Luckily, there is an abundance of online resources available that can help you keep on top of the latest market trends. Financial news websites, stock analysis tools, and even social media can be used to track the market and better understand where it’s headed. If you are trading with a broker, you can very often also find they will provide educational content of their own, such is the case with Saxo.

Rule three: stay disciplined and patient

To be successful in any field, it is essential to maintain a high level of discipline and patience. This is important because it allows you to focus on your goals and work towards them without being sidetracked.


Staying disciplined and patient in stock trading means not selling your shares immediately whenever you see a tiny drop in the market. It also means sticking to your choices reasonably and not being over-excited and purchasing hot trends as they come.


Maintaining discipline and patience can increase your chances of achieving long-term success in any field, and this does not exclude in stock trading.

Rule four: use stop-loss orders to limit your losses

As we get down to the nitty-gritty of stock trading, stop-loss orders are a vital tool for investors.


By placing a stop-loss order when you trade, you can limit your losses on a security to a predetermined amount. For example, if you purchase a stock for $100 per share and place a stop-loss order at $90 per share, you will sell the stock automatically if it falls to $90. This can be favourable if the stock price falls sharply, and you cannot sell it manually.


Stop-loss orders can also help ease your anxiety about potential losses, as you know your loss will be limited. However, it is essential to remember that stop-loss orders are not guaranteed, as they may not be executed at your desired price in fast-moving markets. Despite this, when used correctly, stop-loss orders can be a helpful way to limit your losses and manage your risk.

Rule five: don’t overtrade

Over-trading is a common mistake made by novice investors. It occurs when an investor trades too frequently, often to seize opportunities in the markets. Over-trading can lead to a trader having too many open positions to properly manage, increased transaction costs and fees, and emotional decision-making. When you are tempted to seize any opportunity that comes your way, you may end up making rash decisions that hurt your portfolio in the long run.

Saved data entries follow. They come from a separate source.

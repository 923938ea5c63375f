use clap::{Args, Parser, Subcommand};
use foodcard::application::Services;
use foodcard::application::orders::OrderDesk;
use foodcard::config::Config;
use foodcard::domain::ports::SharedNotifier;
use foodcard::infrastructure::Stores;
use foodcard::infrastructure::notifier::LogNotifier;
use foodcard::interfaces::csv::outcome_writer::OutcomeWriter;
use foodcard::interfaces::csv::scan_reader::ScanReader;
use foodcard::interfaces::http::{AppState, router};
use foodcard::interfaces::scan::{ScanIngest, ScanTicket};
use foodcard::interfaces::seed::SeedFile;
use foodcard::telemetry;
use miette::{IntoDiagnostic, Result};
use std::fs::File;
use std::io;
use std::path::{Path, PathBuf};
use std::sync::Arc;
use std::time::Duration;
use tokio::net::TcpListener;
use tokio::signal::ctrl_c;
use tracing::{error, info};

#[derive(Parser)]
#[command(author, version, about, long_about = None)]
struct Cli {
    #[command(subcommand)]
    command: Command,
}

#[derive(Args, Clone)]
struct StorageArgs {
    /// Path to persistent database (optional). If provided, uses RocksDB.
    #[arg(long)]
    db_path: Option<PathBuf>,

    /// JSON file with accounts and orders to load before starting.
    #[arg(long)]
    seed: Option<PathBuf>,

    /// Milliseconds an operation waits for a busy account before giving up.
    #[arg(long)]
    lock_timeout_ms: Option<u64>,
}

#[derive(Subcommand)]
enum Command {
    /// Run the wallet HTTP API.
    Serve {
        /// Listen address, overrides FOODCARD_BIND.
        #[arg(long)]
        bind: Option<String>,

        #[command(flatten)]
        storage: StorageArgs,
    },
    /// Settle a CSV of scanner events (`station,payload`) and print one outcome per row.
    Scan {
        /// Input scans CSV file
        input: PathBuf,

        #[command(flatten)]
        storage: StorageArgs,
    },
}

#[tokio::main]
async fn main() -> Result<()> {
    telemetry::init();
    let cli = Cli::parse();
    let mut config = Config::from_env()?;

    match cli.command {
        Command::Serve { bind, storage } => {
            if let Some(bind) = bind {
                config.bind = bind;
            }
            let services = prepare(&mut config, &storage).await?;
            serve(&config, services).await
        }
        Command::Scan { input, storage } => {
            let services = prepare(&mut config, &storage).await?;
            replay_scans(&input, services).await
        }
    }
}

async fn prepare(config: &mut Config, storage: &StorageArgs) -> Result<Services> {
    if let Some(ms) = storage.lock_timeout_ms {
        config.lock_timeout = Duration::from_millis(ms);
    }

    let stores = Stores::open(storage.db_path.as_deref()).into_diagnostic()?;
    let notifier: SharedNotifier = Arc::new(LogNotifier);
    let services = Services::new(&stores, notifier, config);

    if let Some(path) = &storage.seed {
        let desk = OrderDesk::new(Arc::clone(&stores.accounts), Arc::clone(&stores.orders));
        SeedFile::load(path)?.apply(&stores.accounts, &desk).await?;
    }
    Ok(services)
}

async fn serve(config: &Config, services: Services) -> Result<()> {
    let app = router(AppState::new(services));
    let listener = TcpListener::bind(&config.bind).await.into_diagnostic()?;
    info!("Server running on {}", config.bind);

    axum::serve(listener, app)
        .with_graceful_shutdown(shutdown_signal())
        .await
        .into_diagnostic()?;

    info!("Server shut down");
    Ok(())
}

async fn replay_scans(input: &Path, services: Services) -> Result<()> {
    let scanner = ScanIngest::new(Arc::clone(&services.engine));
    let file = File::open(input).into_diagnostic()?;
    let reader = ScanReader::new(file);

    let stdout = io::stdout();
    let mut writer = OutcomeWriter::new(stdout.lock());
    for record in reader.records() {
        let record = match record {
            Ok(record) => record,
            Err(e) => {
                error!("Error reading scan: {e}");
                continue;
            }
        };
        match ScanTicket::decode(&record.payload) {
            Ok(ticket) => {
                let outcome = scanner.settle_ticket(&ticket).await;
                if let Err(e) = &outcome {
                    info!(station = ?record.station, order = %ticket.order_id, reason = e.reason(), "scan rejected");
                }
                writer
                    .write(Some(ticket.order_id.as_str()), &outcome)
                    .into_diagnostic()?;
            }
            Err(e) => {
                info!(station = ?record.station, reason = e.reason(), "scan rejected");
                writer.write(None, &Err(e)).into_diagnostic()?;
            }
        }
    }
    writer.flush().into_diagnostic()?;
    Ok(())
}

async fn shutdown_signal() {
    let ctrl_c = async {
        match ctrl_c().await {
            Ok(()) => info!("Received Ctrl+C, shutting down"),
            Err(e) => {
                error!("Failed to install Ctrl+C handler: {e}");
                std::future::pending::<()>().await;
            }
        }
    };

    #[cfg(unix)]
    let terminate = async {
        use tokio::signal::unix::{SignalKind, signal};
        match signal(SignalKind::terminate()) {
            Ok(mut stream) => {
                stream.recv().await;
                info!("Received terminate signal, shutting down");
            }
            Err(e) => {
                error!("Failed to install signal handler: {e}");
                std::future::pending::<()>().await;
            }
        }
    };

    #[cfg(not(unix))]
    let terminate = std::future::pending::<()>();

    tokio::select! {
        _ = ctrl_c => {},
        _ = terminate => {},
    }
}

When trading stocks, it is fundamental to remember the rule: don’t over-trade or trade impulsively. By sticking to this rule, investors can help avoid common pitfalls that can lead to poor investment decisions.

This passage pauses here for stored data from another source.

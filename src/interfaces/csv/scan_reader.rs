use crate::error::WalletError;
use serde::Deserialize;
use std::io::Read;

/// One scanner event: which station read it and the raw QR text.
#[derive(Debug, Deserialize, PartialEq, Clone)]
pub struct ScanRecord {
    #[serde(default)]
    pub station: Option<String>,
    pub payload: String,
}

/// Reads scanner events from a CSV source with `station,payload` columns.
///
/// Payloads are usually JSON, so they are expected to be quoted.
pub struct ScanReader<R: Read> {
    reader: csv::Reader<R>,
}

impl<R: Read> ScanReader<R> {
    /// Creates a new `ScanReader` from any `Read` source (e.g., File, Stdin).
    pub fn new(source: R) -> Self {
        let reader = csv::ReaderBuilder::new()
            .trim(csv::Trim::All)
            .flexible(true)
            .from_reader(source);
        Self { reader }
    }

    /// Lazily reads and deserializes scan records.
    pub fn records(self) -> impl Iterator<Item = Result<ScanRecord, WalletError>> {
        self.reader.into_deserialize().map(|result| {
            result.map_err(|e| WalletError::MalformedPayload(format!("unreadable scan row: {e}")))
        })
    }
}

#[cfg(test)]
mod tests {
    use super::*;

    #[test]
    fn test_reader_valid_stream() {
        let data = "station,payload\ngate-1,\"{\"\"orderId\"\":\"\"ord-1\"\"}\"\ngate-2,ord-2";
        let records: Vec<_> = ScanReader::new(data.as_bytes()).records().collect();

        assert_eq!(records.len(), 2);
        let first = records[0].as_ref().unwrap();
        assert_eq!(first.station.as_deref(), Some("gate-1"));
        assert_eq!(first.payload, r#"{"orderId":"ord-1"}"#);
        assert_eq!(records[1].as_ref().unwrap().payload, "ord-2");
    }

    #[test]
    fn test_reader_missing_payload_column() {
        let data = "station,payload\ngate-1";
        let records: Vec<_> = ScanReader::new(data.as_bytes()).records().collect();
        assert!(matches!(records[0], Err(WalletError::MalformedPayload(_))));
    }
}
use miette::Diagnostic;
use std::{env, fmt::Display, str::FromStr, time::Duration};
use thiserror::Error;
use tracing::info;

pub const DEFAULT_BIND: &str = "0.0.0.0:5000";
pub const DEFAULT_LOCK_TIMEOUT_MS: u64 = 2_000;
pub const DEFAULT_OTP_TTL_SECS: u64 = 120;

#[derive(Error, Diagnostic, Debug)]
#[error("invalid value {value:?} for {key}: {message}")]
#[diagnostic(code(foodcard::config))]
pub struct ConfigError {
    pub key: String,
    pub value: String,
    pub message: String,
}

/// Runtime settings.
#[derive(Debug, Clone, PartialEq, Eq)]
pub struct Config {
    /// Address the HTTP API listens on.
    pub bind: String,
    /// Longest an operation waits for its account's critical section.
    pub lock_timeout: Duration,
    /// Lifetime of a wallet access code.
    pub otp_ttl: Duration,
}

impl Default for Config {
    fn default() -> Self {
        Self {
            bind: DEFAULT_BIND.to_string(),
            lock_timeout: Duration::from_millis(DEFAULT_LOCK_TIMEOUT_MS),
            otp_ttl: Duration::from_secs(DEFAULT_OTP_TTL_SECS),
        }
    }
}

impl Config {
    /// Reads `FOODCARD_BIND`, `FOODCARD_LOCK_TIMEOUT_MS` and `FOODCARD_OTP_TTL_SECS`.
    pub fn from_env() -> Result<Self, ConfigError> {
        Self::from_lookup(|key| env::var(key).ok())
    }

    pub fn from_lookup(lookup: impl Fn(&str) -> Option<String>) -> Result<Self, ConfigError> {
        Ok(Self {
            bind: try_load(&lookup, "FOODCARD_BIND", DEFAULT_BIND.to_string())?,
            lock_timeout: Duration::from_millis(try_load(
                &lookup,
                "FOODCARD_LOCK_TIMEOUT_MS",
                DEFAULT_LOCK_TIMEOUT_MS,
            )?),
            otp_ttl: Duration::from_secs(try_load(
                &lookup,
                "FOODCARD_OTP_TTL_SECS",
                DEFAULT_OTP_TTL_SECS,
            )?),
        })
    }
}

fn try_load<T>(lookup: &impl Fn(&str) -> Option<String>, key: &str, default: T) -> Result<T, ConfigError>
where
    T: FromStr + Display,
    T::Err: Display,
{
    match lookup(key) {
        None => {
            info!("{key} not set, using default: {default}");
            Ok(default)
        }
        Some(raw) => raw.trim().parse().map_err(|e: T::Err| ConfigError {
            key: key.to_string(),
            value: raw.clone(),
            message: e.to_string(),
        }),
    }
}

#[cfg(test)]
mod tests {
    use super::*;
    use std::collections::HashMap;

    fn lookup(pairs: &[(&str, &str)]) -> impl Fn(&str) -> Option<String> {
        let vars: HashMap<String, String> = pairs
            .iter()
            .map(|(k, v)| (k.to_string(), v.to_string()))
            .collect();
        move |key: &str| vars.get(key).cloned()
    }

    #[test]
    fn test_defaults_when_unset() {
        let config = Config::from_lookup(lookup(&[])).unwrap();
        assert_eq!(config, Config::default());
    }

    #[test]
    fn test_overrides() {
        let config = Config::from_lookup(lookup(&[
            ("FOODCARD_BIND", "127.0.0.1:8080"),
            ("FOODCARD_LOCK_TIMEOUT_MS", "250"),
            ("FOODCARD_OTP_TTL_SECS", "30"),
        ]))
        .unwrap();
        assert_eq!(config.bind, "127.0.0.1:8080");
        assert_eq!(config.lock_timeout, Duration::from_millis(250));
        assert_eq!(config.otp_ttl, Duration::from_secs(30));
    }

    #[test]
    fn test_invalid_value_is_an_error() {
        let err = Config::from_lookup(lookup(&[("FOODCARD_LOCK_TIMEOUT_MS", "soon")])).unwrap_err();
        assert_eq!(err.key, "FOODCARD_LOCK_TIMEOUT_MS");
        assert_eq!(err.value, "soon");
    }
}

Rule six: have a solid investment plan

When it comes to investing, there is no one-size-fits-all approach. Every trader has different goals, risk tolerance, and time horizon. As a result, it is crucial to develop a solid investment plan tailored to your unique needs and objectives before you begin to place any trades.

In summary

Anyone can become a stock trader, but it takes discipline, research, and expertise to be a successful stock trader. If you are dedicated to learning and practising the strategies outlined in this article, you can increase your chances of becoming good at trading stocks.